┌──
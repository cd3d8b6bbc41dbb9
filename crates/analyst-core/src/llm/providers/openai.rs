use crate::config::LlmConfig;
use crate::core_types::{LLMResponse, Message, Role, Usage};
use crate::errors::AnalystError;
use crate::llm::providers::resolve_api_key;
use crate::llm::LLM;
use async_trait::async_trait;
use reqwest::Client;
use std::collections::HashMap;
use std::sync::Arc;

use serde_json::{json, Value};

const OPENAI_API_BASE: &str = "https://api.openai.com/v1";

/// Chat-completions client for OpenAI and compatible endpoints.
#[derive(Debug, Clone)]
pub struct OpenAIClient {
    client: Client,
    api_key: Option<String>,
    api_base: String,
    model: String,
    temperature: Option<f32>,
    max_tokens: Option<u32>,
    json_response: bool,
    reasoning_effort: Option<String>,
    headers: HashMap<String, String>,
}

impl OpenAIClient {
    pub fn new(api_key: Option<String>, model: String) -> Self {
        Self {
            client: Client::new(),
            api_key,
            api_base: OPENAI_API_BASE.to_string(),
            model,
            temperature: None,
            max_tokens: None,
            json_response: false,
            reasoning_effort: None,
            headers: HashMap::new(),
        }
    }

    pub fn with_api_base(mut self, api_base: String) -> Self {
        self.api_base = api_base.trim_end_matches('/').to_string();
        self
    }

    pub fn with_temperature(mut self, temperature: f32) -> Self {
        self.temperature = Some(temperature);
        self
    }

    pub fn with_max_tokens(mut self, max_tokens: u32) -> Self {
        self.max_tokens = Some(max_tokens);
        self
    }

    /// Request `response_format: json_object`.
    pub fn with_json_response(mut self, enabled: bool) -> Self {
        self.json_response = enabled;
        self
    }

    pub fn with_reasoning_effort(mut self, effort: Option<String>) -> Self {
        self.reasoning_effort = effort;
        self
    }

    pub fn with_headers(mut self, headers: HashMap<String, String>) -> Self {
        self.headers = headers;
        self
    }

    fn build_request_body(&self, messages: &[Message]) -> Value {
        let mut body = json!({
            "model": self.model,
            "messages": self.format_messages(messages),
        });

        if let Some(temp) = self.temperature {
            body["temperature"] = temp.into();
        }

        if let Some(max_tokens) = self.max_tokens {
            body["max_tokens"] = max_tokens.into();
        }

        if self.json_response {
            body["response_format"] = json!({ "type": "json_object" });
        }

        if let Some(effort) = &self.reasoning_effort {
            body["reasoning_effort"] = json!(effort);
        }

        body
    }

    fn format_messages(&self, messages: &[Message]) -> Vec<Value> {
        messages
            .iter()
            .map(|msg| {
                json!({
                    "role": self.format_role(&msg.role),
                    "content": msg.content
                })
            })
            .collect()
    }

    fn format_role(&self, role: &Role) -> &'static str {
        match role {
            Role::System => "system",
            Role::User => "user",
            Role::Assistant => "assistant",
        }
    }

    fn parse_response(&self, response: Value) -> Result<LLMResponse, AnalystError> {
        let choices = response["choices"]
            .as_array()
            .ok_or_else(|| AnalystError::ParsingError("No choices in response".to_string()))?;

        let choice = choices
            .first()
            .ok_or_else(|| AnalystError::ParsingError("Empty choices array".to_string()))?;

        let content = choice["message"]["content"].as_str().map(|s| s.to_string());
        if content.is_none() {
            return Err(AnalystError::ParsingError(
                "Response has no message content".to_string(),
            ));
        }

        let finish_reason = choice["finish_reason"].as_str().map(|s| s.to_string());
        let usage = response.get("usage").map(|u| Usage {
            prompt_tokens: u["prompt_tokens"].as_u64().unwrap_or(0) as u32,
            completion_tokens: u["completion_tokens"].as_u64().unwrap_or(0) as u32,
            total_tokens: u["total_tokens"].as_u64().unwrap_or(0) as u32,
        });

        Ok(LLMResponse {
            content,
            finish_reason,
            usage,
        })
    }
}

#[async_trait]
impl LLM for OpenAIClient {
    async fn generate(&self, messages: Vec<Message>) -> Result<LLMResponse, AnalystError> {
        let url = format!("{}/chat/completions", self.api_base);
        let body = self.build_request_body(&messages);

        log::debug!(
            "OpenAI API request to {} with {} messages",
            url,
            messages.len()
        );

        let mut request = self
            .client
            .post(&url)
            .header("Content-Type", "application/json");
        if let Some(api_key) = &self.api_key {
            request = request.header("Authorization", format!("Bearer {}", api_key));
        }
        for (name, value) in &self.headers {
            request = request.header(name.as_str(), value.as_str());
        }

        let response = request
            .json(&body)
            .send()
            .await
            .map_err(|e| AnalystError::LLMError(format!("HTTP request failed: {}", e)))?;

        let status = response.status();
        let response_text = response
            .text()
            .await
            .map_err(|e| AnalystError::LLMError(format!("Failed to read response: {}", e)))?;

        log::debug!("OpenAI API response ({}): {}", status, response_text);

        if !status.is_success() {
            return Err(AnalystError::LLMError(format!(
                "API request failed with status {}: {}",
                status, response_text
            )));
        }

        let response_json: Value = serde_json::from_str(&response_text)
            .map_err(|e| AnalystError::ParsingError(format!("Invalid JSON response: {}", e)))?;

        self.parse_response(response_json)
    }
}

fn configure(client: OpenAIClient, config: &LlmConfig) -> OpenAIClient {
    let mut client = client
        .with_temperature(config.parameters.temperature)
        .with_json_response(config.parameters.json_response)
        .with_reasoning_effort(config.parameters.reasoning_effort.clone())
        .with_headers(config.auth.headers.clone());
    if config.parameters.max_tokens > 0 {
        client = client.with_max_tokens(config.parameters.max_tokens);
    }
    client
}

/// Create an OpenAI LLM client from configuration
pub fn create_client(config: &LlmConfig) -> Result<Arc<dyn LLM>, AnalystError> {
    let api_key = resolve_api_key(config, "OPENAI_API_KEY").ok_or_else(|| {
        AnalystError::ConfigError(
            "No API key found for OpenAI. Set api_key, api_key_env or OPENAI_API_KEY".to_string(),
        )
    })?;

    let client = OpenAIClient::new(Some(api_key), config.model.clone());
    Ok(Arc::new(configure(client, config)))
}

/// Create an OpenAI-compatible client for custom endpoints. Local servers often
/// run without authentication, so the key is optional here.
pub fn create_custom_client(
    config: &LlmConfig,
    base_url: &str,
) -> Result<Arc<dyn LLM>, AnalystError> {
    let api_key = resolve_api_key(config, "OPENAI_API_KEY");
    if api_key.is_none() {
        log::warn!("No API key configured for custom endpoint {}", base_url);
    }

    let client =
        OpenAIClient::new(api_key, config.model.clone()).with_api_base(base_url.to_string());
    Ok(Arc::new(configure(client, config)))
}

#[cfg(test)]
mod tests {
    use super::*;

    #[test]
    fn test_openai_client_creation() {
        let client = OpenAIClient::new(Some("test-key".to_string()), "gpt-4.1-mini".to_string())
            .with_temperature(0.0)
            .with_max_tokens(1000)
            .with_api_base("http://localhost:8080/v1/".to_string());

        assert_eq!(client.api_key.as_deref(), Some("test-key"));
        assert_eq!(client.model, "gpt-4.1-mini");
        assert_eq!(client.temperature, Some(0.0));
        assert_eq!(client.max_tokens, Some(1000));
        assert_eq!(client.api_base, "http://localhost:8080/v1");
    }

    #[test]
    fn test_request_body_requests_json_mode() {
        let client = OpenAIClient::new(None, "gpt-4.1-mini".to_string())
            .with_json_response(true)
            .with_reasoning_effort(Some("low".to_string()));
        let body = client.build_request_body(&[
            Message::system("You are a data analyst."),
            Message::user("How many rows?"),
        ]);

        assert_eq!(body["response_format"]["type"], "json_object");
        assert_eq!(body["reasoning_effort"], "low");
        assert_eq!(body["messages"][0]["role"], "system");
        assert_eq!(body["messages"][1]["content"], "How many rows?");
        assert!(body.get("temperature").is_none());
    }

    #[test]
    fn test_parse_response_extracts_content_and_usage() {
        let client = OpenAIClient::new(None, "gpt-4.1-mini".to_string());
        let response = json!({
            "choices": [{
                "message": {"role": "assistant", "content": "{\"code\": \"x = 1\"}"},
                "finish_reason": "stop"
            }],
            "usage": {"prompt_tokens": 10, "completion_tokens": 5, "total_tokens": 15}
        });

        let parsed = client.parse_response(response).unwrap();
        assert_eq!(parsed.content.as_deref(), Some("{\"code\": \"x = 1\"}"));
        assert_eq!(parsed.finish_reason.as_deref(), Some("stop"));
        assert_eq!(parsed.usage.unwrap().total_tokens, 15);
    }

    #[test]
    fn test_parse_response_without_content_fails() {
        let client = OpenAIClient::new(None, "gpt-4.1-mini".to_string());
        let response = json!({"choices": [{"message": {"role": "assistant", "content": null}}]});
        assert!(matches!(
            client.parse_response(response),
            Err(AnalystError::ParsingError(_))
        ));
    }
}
└──
Your assignment ▸
If a line falls between the first line of the data above and the line holding "self.max_tokens = Some(max_tokens);", inclusive, retype it exactly; retype no other line.

Response to this task ▸
repository cd3d8b6bbc41dbb9
filename crates/analyst-core/src/llm/providers/openai.rs
use crate::config::LlmConfig;
use crate::core_types::{LLMResponse, Message, Role, Usage};
use crate::errors::AnalystError;
use crate::llm::providers::resolve_api_key;
use crate::llm::LLM;
use async_trait::async_trait;
use reqwest::Client;
use std::collections::HashMap;
use std::sync::Arc;

use serde_json::{json, Value};

const OPENAI_API_BASE: &str = "https://api.openai.com/v1";

/// Chat-completions client for OpenAI and compatible endpoints.
#[derive(Debug, Clone)]
pub struct OpenAIClient {
    client: Client,
    api_key: Option<String>,
    api_base: String,
    model: String,
    temperature: Option<f32>,
    max_tokens: Option<u32>,
    json_response: bool,
    reasoning_effort: Option<String>,
    headers: HashMap<String, String>,
}

impl OpenAIClient {
    pub fn new(api_key: Option<String>, model: String) -> Self {
        Self {
            client: Client::new(),
            api_key,
            api_base: OPENAI_API_BASE.to_string(),
            model,
            temperature: None,
            max_tokens: None,
            json_response: false,
            reasoning_effort: None,
            headers: HashMap::new(),
        }
    }

    pub fn with_api_base(mut self, api_base: String) -> Self {
        self.api_base = api_base.trim_end_matches('/').to_string();
        self
    }

    pub fn with_temperature(mut self, temperature: f32) -> Self {
        self.temperature = Some(temperature);
        self
    }

    pub fn with_max_tokens(mut self, max_tokens: u32) -> Self {
        self.max_tokens = Some(max_tokens);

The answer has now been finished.